This issue of Retail Trade, Australia (cat. no. 8501.0, August 2007) introduces some changes to the survey design and methodology for the Retail survey. This is the first survey redesign since the current methodology was introduced in July 2004.


These changes have resulted in revisions to the historical level estimates. The extent of the shift in level varies across the series and, to facilitate comparisons over time, this shift has been smoothed into the full length of the historical series. The impacts on month to month movements have been minimised as far as possible.


These revisions to the historical series have not affected the August seasonally adjusted movements.



WHAT IS INVOLVED IN THE CHANGES

Business Activity Statement information (Total sales) from the Taxation system is used both as a sizing variable for stratification purposes and to form auxiliary information (estimation benchmarks) to support the regression estimation methodology used in the Retail Trade Survey. The utilisation of the taxation data enables the most efficient design for the survey, keeping sample sizes to a minimum while providing accurate results. The Retail Trade Survey design imposes tight sample error constraints at the state/territory and broad industry levels. For other lower level estimates, sample error can be larger. (See paragraphs 32-36 of the Explanatory Notes for more information on the reliability of estimates).


This current redesign utilises updated stratification size values to reallocate the sample, which has resulted in a further reduction in sample size while maintaining current accuracy levels. The redesign also incorporates some improvements in the derivation of estimation benchmarks and improvements in the method of treating survey units that are not representative of other units in the same cohort or stratum (outlier units).


To measure the impact of these changes, a parallel run of the survey was conducted for the month of July 2007. This means information was collected for the old design as well as for the new design allowing old design results to be derived alongside new design results.



WHY THE CHANGES WERE MADE

To avoid survey units moving from one stratum to another, stratification information is generally not updated for each survey cycle, thus reducing the accuracy of the estimates, particularly movement statistics. However, it is now three years since the stratification turnover values have been updated and the increasingly large divergence between the stratification values and the estimation benchmarks (which are updated quarterly) has seen a deterioration in the efficiency of the survey. Survey designers need to strike a balance between keeping strata (or survey cohorts) stable and the overall efficiency of the survey.

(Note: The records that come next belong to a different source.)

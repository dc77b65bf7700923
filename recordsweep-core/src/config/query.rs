//! Query plans: what one logical "fetch everything" request looks like.

use serde::{Deserialize, Serialize};
use std::sync::OnceLock;

use super::retrieval::PLATFORM_ROW_CAP;

/// How a table is split into bounded sub-queries.
#[derive(Debug, Clone, PartialEq, Eq, Serialize, Deserialize)]
#[serde(tag = "kind", rename_all = "snake_case")]
pub enum PartitionStrategy {
    /// One partition per caller-supplied value plus a null/empty catch-all.
    ///
    /// Values present in the table but missing from `values` are never
    /// queried.
    EnumeratedValues { field: String, values: Vec<String> },
    /// Query the distinct values of `field` first, then partition on them.
    ///
    /// `fallback_values` are used as an enumerated plan if discovery fails.
    DiscoverThenPartition {
        field: String,
        #[serde(default)]
        fallback_values: Vec<String>,
    },
    /// A single query; subject to the platform row cap.
    Unpartitioned,
}

impl PartitionStrategy {
    /// The partition field, if the strategy has one.
    pub fn field(&self) -> Option<&str> {
        match self {
            Self::EnumeratedValues { field, .. } | Self::DiscoverThenPartition { field, .. } => {
                Some(field)
            }
            Self::Unpartitioned => None,
        }
    }
}

/// One logical "fetch all rows" request.
#[derive(Debug, Clone, PartialEq, Eq, Serialize, Deserialize)]
pub struct QueryPlan {
    /// Upstream table name
    pub table: String,
    /// Partitioning strategy
    pub strategy: PartitionStrategy,
    /// Rows per page; falls back to the engine configuration when unset
    #[serde(default)]
    pub page_size: Option<u32>,
    /// Extra predicate ANDed into every partition clause
    #[serde(default)]
    pub additional_where: Option<String>,
}

impl QueryPlan {
    /// Plan partitioned over caller-enumerated values.
    pub fn enumerated<I, S>(table: impl Into<String>, field: impl Into<String>, values: I) -> Self
    where
        I: IntoIterator<Item = S>,
        S: Into<String>,
    {
        Self {
            table: table.into(),
            strategy: PartitionStrategy::EnumeratedValues {
                field: field.into(),
                values: values.into_iter().map(Into::into).collect(),
            },
            page_size: None,
            additional_where: None,
        }
    }

    /// Plan that discovers the partition values before fetching.
    pub fn discover(table: impl Into<String>, field: impl Into<String>) -> Self {
        Self {
            table: table.into(),
            strategy: PartitionStrategy::DiscoverThenPartition {
                field: field.into(),
                fallback_values: Vec::new(),
            },
            page_size: None,
            additional_where: None,
        }
    }

    /// Single-query plan. May truncate at the platform row cap.
    pub fn unpartitioned(table: impl Into<String>) -> Self {
        Self {
            table: table.into(),
            strategy: PartitionStrategy::Unpartitioned,
            page_size: None,
            additional_where: None,
        }
    }

    /// Builder method to set the page size for this plan only.
    pub fn with_page_size(mut self, page_size: u32) -> Self {
        self.page_size = Some(page_size);
        self
    }

    /// Builder method to add a predicate applied to every partition.
    pub fn with_additional_where(mut self, predicate: impl Into<String>) -> Self {
        self.additional_where = Some(predicate.into());
        self
    }

    /// Builder method to set discovery fallback values.
    ///
    /// Has no effect unless the strategy is `DiscoverThenPartition`.
    pub fn with_fallback_values<I, S>(mut self, values: I) -> Self
    where
        I: IntoIterator<Item = S>,
        S: Into<String>,
    {
        if let PartitionStrategy::DiscoverThenPartition {
            fallback_values, ..
        } = &mut self.strategy
        {
            *fallback_values = values.into_iter().map(Into::into).collect();
        }
        self
    }

    /// Validates the plan.
    ///
    /// # Errors
    /// Returns error if the table is empty, the partition field is not a plain
    /// identifier, a partition or fallback value is empty, or the page size
    /// is outside `1..=1000`.
    pub fn validate(&self) -> crate::Result<()> {
        if self.table.trim().is_empty() {
            return Err(crate::error::SweepError::configuration(
                "table cannot be empty",
            ));
        }

        if let Some(field) = self.strategy.field() {
            validate_identifier(field)?;
        }

        if let PartitionStrategy::EnumeratedValues { values, .. }
        | PartitionStrategy::DiscoverThenPartition {
            fallback_values: values,
            ..
        } = &self.strategy
        {
            if values.iter().any(|value| value.is_empty()) {
                return Err(crate::error::SweepError::configuration(
                    "partition values cannot be empty; the null/empty catch-all covers them",
                ));
            }
        }

        if let Some(page_size) = self.page_size {
            if page_size == 0 || page_size > PLATFORM_ROW_CAP {
                return Err(crate::error::SweepError::configuration(format!(
                    "page_size must be between 1 and {}",
                    PLATFORM_ROW_CAP
                )));
            }
        }

        if let Some(predicate) = &self.additional_where {
            if predicate.trim().is_empty() {
                return Err(crate::error::SweepError::configuration(
                    "additional_where cannot be blank",
                ));
            }
        }

        Ok(())
    }
}

fn identifier_pattern() -> &'static regex::Regex {
    static PATTERN: OnceLock<regex::Regex> = OnceLock::new();
    PATTERN.get_or_init(|| {
        #[allow(clippy::expect_used)]
        regex::Regex::new(r"^[A-Za-z_][A-Za-z0-9_]*$").expect("Invalid identifier pattern")
    })
}

/// Ensures a field name can be interpolated into a predicate unquoted.
///
/// # Errors
/// Returns a configuration error for anything other than `[A-Za-z_][A-Za-z0-9_]*`.
pub fn validate_identifier(field: &str) -> crate::Result<()> {
    if identifier_pattern().is_match(field) {
        Ok(())
    } else {
        Err(crate::error::SweepError::configuration(format!(
            "partition field '{}' is not a plain identifier",
            field
        )))
    }
}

HOW THE CHANGES HAVE IMPACTED THE RETAIL SERIES

With new stratification boundaries introduced to align with the refreshed stratification values, a new sample was selected. The new design retains as many as possible of the existing units in sample redistributed on the basis of their refreshed sizing information. However, in addition, a significant number of new units (replacing others rotating out) have been included. Overall, there has been a small ongoing sample reduction of about 200 units.


This rotation and sample redistribution process (coupled with the other minor methodological changes) has had an impact on the level estimates coming from the survey. As this impact is methodological rather than 'real world', to facilitate comparisons over time, the impacts have been measured and smoothed back into the history of the series. This method adjusts historical survey levels while maintaining, as far as possible, the integrity of the month to month seasonally adjusted movements. In a multi-level collection such as Retail Trade, the current backcasting methodology does not enable changes to seasonally adjusted movements to be minimised at all levels of output. In this backcast, level shifts have been estimated and changes to seasonally adjusted movements minimised at the State by industry level. To maintain the additivity of time series at all levels in original terms, higher level aggregate time series are derived from the backcasted State by industry level series. Therefore, the revisions to the historical seasonally adjusted movements of the higher aggregate time series may not necessarily be minimised.


Results from the new survey design for July 2007 indicate an increase of 0.6% in the seasonally adjusted level for the Australian total. Differences at the lower levels vary. The results in this issue reflect the backcast series.


The Retail Trade series will be monitored over the coming months and the backcasting of the historical series may be revised as more data become available on the new basis.



IMPACT ON THE CHAIN VOLUME MEASURES

As historic Retail Trade levels have changed due to the smoothing process described above, there will be an impact on the quarterly chain volume measures. The chain volume measures have been recalculated on the new basis up to June quarter 2007 and are included in this issue (see Tables 14 and 15).